TASK STATEMENT »
Set the data down again so that every line matches exactly.

EXERCISE DATA »

use serde::Serialize;

use crate::container::ContainerKind;
use crate::error::Result;
use crate::exif::{self, ExifRecord};
use crate::fetch::Fetcher;

/// The outcome of inspecting one URL.
///
/// # Example
///
/// ```rust,no_run
/// # use exif_fetch::config::FetchConfig;
/// # use exif_fetch::fetch::Fetcher;
/// # use exif_fetch::pipeline::inspect_url;
/// # async fn example() -> exif_fetch::Result<()> {
/// let fetcher = Fetcher::new(&FetchConfig::default())?;
/// let inspection = inspect_url(&fetcher, "https://example.com/photo.jpg").await?;
///
/// if inspection.record.is_empty() {
///     println!("No metadata");
/// } else {
///     println!("{} tags in a {} image", inspection.record.len(), inspection.container.mime_type());
/// }
/// # Ok(())
/// # }
/// ```
#[derive(Debug, Clone, Serialize)]
pub struct Inspection {
    pub url: String,
    pub container: ContainerKind,
    /// Payload size in bytes.
    pub size: usize,
    #[serde(rename = "tags")]
    pub record: ExifRecord,
}

/// Fetch `url` and decode its EXIF metadata.
///
/// Fails only if the download fails or the body is not an image. An image
/// without metadata yields an empty record.
pub async fn inspect_url(fetcher: &Fetcher, url: &str) -> Result<Inspection> {
    let image = fetcher.fetch(url).await?;
    log::debug!(
        "Parsing {} bytes as {}",
        image.len(),
        image.kind().mime_type()
    );

    let record = exif::read_exif(&image);

    Ok(Inspection {
        url: url.trim().to_string(),
        container: image.kind(),
        size: image.len(),
        record,
    })
}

ANSWER BOX »
use serde::Serialize;

use crate::container::ContainerKind;
use crate::error::Result;
use crate::exif::{self, ExifRecord};
use crate::fetch::Fetcher;

/// The outcome of inspecting one URL.
///
/// # Example
///
/// ```rust,no_run
/// # use exif_fetch::config::FetchConfig;
/// # use exif_fetch::fetch::Fetcher;
/// # use exif_fetch::pipeline::inspect_url;
/// # async fn example() -> exif_fetch::Result<()> {
/// let fetcher = Fetcher::new(&FetchConfig::default())?;
/// let inspection = inspect_url(&fetcher, "https://example.com/photo.jpg").await?;
///
/// if inspection.record.is_empty() {
///     println!("No metadata");
/// } else {
///     println!("{} tags in a {} image", inspection.record.len(), inspection.container.mime_type());
/// }
/// # Ok(())
/// # }
/// ```
#[derive(Debug, Clone, Serialize)]
pub struct Inspection {
    pub url: String,
    pub container: ContainerKind,
    /// Payload size in bytes.
    pub size: usize,
    #[serde(rename = "tags")]
    pub record: ExifRecord,
}

/// Fetch `url` and decode its EXIF metadata.
///
/// Fails only if the download fails or the body is not an image. An image
/// without metadata yields an empty record.
pub async fn inspect_url(fetcher: &Fetcher, url: &str) -> Result<Inspection> {
    let image = fetcher.fetch(url).await?;
    log::debug!(
        "Parsing {} bytes as {}",
        image.len(),
        image.kind().mime_type()
    );

    let record = exif::read_exif(&image);

    Ok(Inspection {
        url: url.trim().to_string(),
        container: image.kind(),
        size: image.len(),
        record,
    })
}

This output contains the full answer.